For a new launch, without the benefit of an existing and loyal user base (readership), the subscription model faces an additional hurdle which the likes of the Sun doesn’t have. For me, it’s simply the wrong model.

Let’s assume for a second though that it has to be a subscription model (it doesn’t, but that’s another story all together) and look at the implementation of it. For it is as much the implementation as the concept that lead me to think this title is doomed to failure. The implementation demonstrates clearly that digital is but an afterthought.

Say you’ve been convinced to subscribe to the paper, you’ve got your £1.50 at the ready and click through to hand over your pennies.

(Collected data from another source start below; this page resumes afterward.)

//! First pass: the parameter identifier table.
//!
//! The `enum` block in the parameter namespace fixes the wire order of every
//! parameter. Each entry gets an index (sequential, or an explicit `= expr`
//! override after which counting resumes) and a range: the number of
//! parameter slots it owns before the next entry begins.

use std::collections::HashMap;

use crate::error::{ExtractError, Result};
use crate::source::{PreparedSource, Scanner, find_word, is_identifier, split_top_level};

/// One entry of the identifier table.
#[derive(Debug, Clone, PartialEq, Eq)]
pub struct EnumEntry {
    /// Enum identifier.
    pub name: String,
    /// Position of the entry in the enum.
    pub index: u32,
    /// Slots owned by this entry: the index delta to the next entry.
    /// `None` for the last entry of an enum without a sentinel.
    pub range: Option<u32>,
}

/// Enum identifiers in declaration order, with ranges resolved.
#[derive(Debug, Clone, Default)]
pub struct IdentifierTable {
    entries: Vec<EnumEntry>,
    by_name: HashMap<String, usize>,
    sentinel_index: Option<u32>,
}

/// Where to find the enum and what terminates it.
#[derive(Debug, Clone, Copy)]
pub struct EnumLocation<'a> {
    /// Enclosing namespace, or `None` to search the whole file.
    pub namespace: Option<&'a str>,
    /// Enum type name.
    pub enum_name: &'a str,
    /// Terminal entry that counts the parameters and is not one itself.
    pub sentinel: &'a str,
}

impl IdentifierTable {
    /// Locate and parse the enum block in `source`.
    ///
    /// `constants` resolves names in override expressions that are not enum
    /// entries. `constexpr` integers declared in the source are added to it,
    /// but never replace a caller-supplied value.
    pub fn parse(
        source: &PreparedSource,
        location: EnumLocation<'_>,
        constants: &HashMap<String, i64>,
    ) -> Result<Self> {
        let text = source.text();
        let body = find_enum_body(text, location).ok_or_else(|| ExtractError::SchemaNotFound {
            namespace: location.namespace.unwrap_or_default().to_string(),
            enum_name: location.enum_name.to_string(),
        })?;

        let mut known = source_constants(text);
        known.extend(constants.iter().map(|(k, v)| (k.clone(), *v)));

        let mut table = IdentifierTable::default();
        let mut next: i64 = 0;

        for raw in split_top_level(body) {
            let entry = raw.trim();
            if entry.is_empty() {
                continue;
            }

            let (name, override_expr) = match entry.split_once('=') {
                Some((name, expr)) => (name.trim(), Some(expr.trim())),
                None => (entry, None),
            };
            if !is_identifier(name) {
                return Err(ExtractError::MalformedEnumEntry {
                    entry: entry.to_string(),
                });
            }

            let value = match override_expr {
                Some(expr) => evaluate(expr, |term| {
                    table
                        .get(term)
                        .map(|e| i64::from(e.index))
                        .or_else(|| known.get(term).copied())
                })
                .map_err(|term| ExtractError::UnresolvedConstant {
                    entry: name.to_string(),
                    term,
                    expr: expr.to_string(),
                })?,
                None => next,
            };
            let index = u32::try_from(value).map_err(|_| ExtractError::EnumValueOutOfRange {
                entry: name.to_string(),
                value,
            })?;

            if name == location.sentinel {
                table.close_last(index);
                table.sentinel_index = Some(index);
                break;
            }

            table.close_last(index);
            table.push(name, index);
            next = value + 1;
        }

        if table.sentinel_index.is_none() {
            tracing::debug!(
                sentinel = location.sentinel,
                "enum has no sentinel, last entry range unknown"
            );
        }
        Ok(table)
    }

    fn push(&mut self, name: &str, index: u32) {
        if self.by_name.contains_key(name) {
            tracing::warn!(name, "duplicate enum entry ignored");
            return;
        }
        self.by_name.insert(name.to_string(), self.entries.len());
        self.entries.push(EnumEntry {
            name: name.to_string(),
            index,
            range: None,
        });
    }

    /// Set the range of the most recent entry now that the next index is known.
    fn close_last(&mut self, next_index: u32) {
        if let Some(last) = self.entries.last_mut() {
            last.range = Some(next_index.saturating_sub(last.index));
        }
    }

    /// Entries in declaration order.
    pub fn entries(&self) -> &[EnumEntry] {
        &self.entries
    }

    /// Look up an entry by identifier.
    pub fn get(&self, name: &str) -> Option<&EnumEntry> {
        self.by_name.get(name).map(|&i| &self.entries[i])
    }

    /// Declaration position of `name`, used to order constructions.
    pub fn position(&self, name: &str) -> Option<usize> {
        self.by_name.get(name).copied()
    }

    /// Index of the sentinel entry, if the enum has one.
    pub fn sentinel_index(&self) -> Option<u32> {
        self.sentinel_index
    }

    /// Number of entries, excluding the sentinel.
    pub fn len(&self) -> usize {
        self.entries.len()
    }

    /// True if the enum declares no entries.
    pub fn is_empty(&self) -> bool {
        self.entries.is_empty()
    }
}

/// Text between the braces of the parameter enum.
fn find_enum_body<'a>(text: &'a str, location: EnumLocation<'_>) -> Option<&'a str> {
    let scope = match location.namespace {
        Some(namespace) => namespace_body(text, namespace)?,
        None => text,
    };

    let mut from = 0;
    while let Some(at) = find_word(scope, "enum", from) {
        let mut s = Scanner::at(scope, at + "enum".len());
        from = at + "enum".len();
        s.skip_ws();
        if s.eat("class") || s.eat("struct") {
            s.skip_ws();
        }
        if s.identifier() != Some(location.enum_name) {
            continue;
        }
        s.skip_ws();
        if s.peek() == Some(b':') {
            // Underlying type.
            while s.peek().is_some_and(|b| b != b'{' && b != b';') {
                s.advance();
            }
        }
        if let Some(body) = s.balanced(b'{', b'}') {
            return Some(body);
        }
    }
    None
}

fn namespace_body<'a>(text: &'a str, namespace: &str) -> Option<&'a str> {
    let mut from = 0;
    while let Some(at) = find_word(text, "namespace", from) {
        let mut s = Scanner::at(text, at + "namespace".len());
        from = at + "namespace".len();
        s.skip_ws();
        if s.identifier() != Some(namespace) {
            continue;
        }
        s.skip_ws();
        if let Some(body) = s.balanced(b'{', b'}') {
            return Some(body);
        }
    }
    None
}

/// Integer `constexpr` declarations, in source order. Declarations that do
/// not evaluate to an integer (floating point, calls) are skipped.
fn source_constants(text: &str) -> HashMap<String, i64> {
    let mut constants = HashMap::new();
    let mut from = 0;
    while let Some(at) = find_word(text, "constexpr", from) {
        let start = at + "constexpr".len();
        from = start;
        let Some(len) = text[start..].find(';') else {
            break;
        };
        let decl = &text[start..start + len];
        let Some((lhs, rhs)) = decl.split_once('=') else {
            continue;
        };
        let Some(name) = lhs.split_whitespace().last().filter(|n| is_identifier(n)) else {
            continue;
        };
        if let Ok(value) = evaluate(rhs.trim(), |term| constants.get(term).copied()) {
            constants.insert(name.to_string(), value);
        }
    }
    constants
}

/// Evaluate an integer expression with `+`, `-`, `*` and parentheses.
///
/// Identifiers may be qualified (`ParameterID::ID::foo`); only the last
/// segment is looked up. On failure returns the term that could not be
/// resolved, or the remaining text when the expression does not parse.
pub fn evaluate(expr: &str, lookup: impl Fn(&str) -> Option<i64>) -> std::result::Result<i64, String> {
    let mut eval = Evaluator {
        s: Scanner::at(expr, 0),
        input: expr,
        lookup: &lookup,
    };
    let value = eval.sum()?;
    eval.s.skip_ws();
    if eval.s.peek().is_some() {
        return Err(eval.rest());
    }
    Ok(value)
}

struct Evaluator<'a, F> {
    s: Scanner<'a>,
    input: &'a str,
    lookup: &'a F,
}

impl<F: Fn(&str) -> Option<i64>> Evaluator<'_, F> {
    fn rest(&self) -> String {
        self.input[self.s.pos()..].trim().to_string()
    }

    fn sum(&mut self) -> std::result::Result<i64, String> {
        let mut value = self.product()?;
        loop {
            self.s.skip_ws();
            if self.s.eat("+") {
                value = value.checked_add(self.product()?).ok_or_else(|| self.rest())?;
            } else if self.s.eat("-") {
                value = value.checked_sub(self.product()?).ok_or_else(|| self.rest())?;
            } else {
                return Ok(value);
            }
        }
    }

    fn product(&mut self) -> std::result::Result<i64, String> {
        let mut value = self.factor()?;
        loop {
            self.s.skip_ws();
            if self.s.eat("*") {
                value = value.checked_mul(self.factor()?).ok_or_else(|| self.rest())?;
            } else {
                return Ok(value);
            }
        }
    }

    fn factor(&mut self) -> std::result::Result<i64, String> {
        self.s.skip_ws();
        match self.s.peek() {
            Some(b'-') => {
                self.s.advance();
                self.factor()?.checked_neg().ok_or_else(|| self.rest())
            }
            Some(b'(') => {
                self.s.advance();
                let value = self.sum()?;
                self.s.skip_ws();
                if self.s.eat(")") {
                    Ok(value)
                } else {
                    Err(self.rest())
                }
            }
            Some(b) if b.is_ascii_digit() => self.number(),
            Some(_) => {
                let mut last = self.s.identifier().ok_or_else(|| self.rest())?;
                while self.s.eat("::") {
                    last = self.s.identifier().ok_or_else(|| self.rest())?;
                }
                (self.lookup)(last).ok_or_else(|| last.to_string())
            }
            None => Err(String::new()),
        }
    }

    fn number(&mut self) -> std::result::Result<i64, String> {
        let start = self.s.pos();
        while self.s.peek().is_some_and(|b| b.is_ascii_alphanumeric() || b == b'\'') {
            self.s.advance();
        }
        let literal: String = self.input[start..self.s.pos()]
            .chars()
            .filter(|&c| c != '\'')
            .collect();
        let digits = literal.trim_end_matches(['u', 'U', 'l', 'L']);
        let parsed = match digits.strip_prefix("0x").or_else(|| digits.strip_prefix("0X")) {
            Some(hex) => i64::from_str_radix(hex, 16),
            None => digits.parse::<i64>(),
        };
        parsed.map_err(|_| literal.clone())
    }
}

What awaits you? A simple Paypal payment page? A contemporary payment gateway that prides itself on minimal clicks, of the kind we’re coming to expect thanks to Amazon, Google, Apple et al? No. Paying the £1.50 requires more clicks than booking a flight with easyJet.

Click one.


First is a form which requires first name, surname, email address, password, password confirmation, house name / number, street, town / city, postcode / ZIP code and country. 10 required fields. On submitting this form.

Click two.


You’re presented with a sagepay page where you’ve to click Proceed in order to get to the page where you can enter your payment details.

Click three.


You need to fill out your street address again, because, well… well, we’ll not dwell on the experience. The second form filled out.

Click four.


You’re then presented with a summary of your order to submit to Verified by Visa.

Click five.


Your password characters entered.

Click six.


Once Verified by Visa has worked its wonders, you’re presented with a thank you page…

Click seven.


Now you can select “which edition you wish to activate”.

Click eight.


Now you select today’s edition.

Click nine.


In typical “are you really sure you want to” fashion, a further action is required to access the edition…

Click ten.


At long last you’ve got the paper in front of you. In Flash. In 2014. Ten clicks.

Before you despair entirely, there is good news, when accessed from an iPhone you are presented with an html5 version. But temper your delight for a moment, the html5 version is image based, that is to say there is no reader view available, zooming doesn’t ‘snap’ to columns of text, you cannot select any text, you cannot share any of the content, other than in screenshot format… Oh, the same applies to the desktop Flash version of it.

Not being able to comment on, share, participate in stories in a world where news is discussed on Facebook, Twitter, LinkedIn and through myriad other social media is, frankly, inane.

There is massive competition for all news sources, across all media, innovation is definitely required to play a winning game. Sadly The National hasn’t innovated in its digital offering. The five day trial will be the resounding failure it is predestined to be, though I do hope that the right lessons are learned rather than a digital offering being written off.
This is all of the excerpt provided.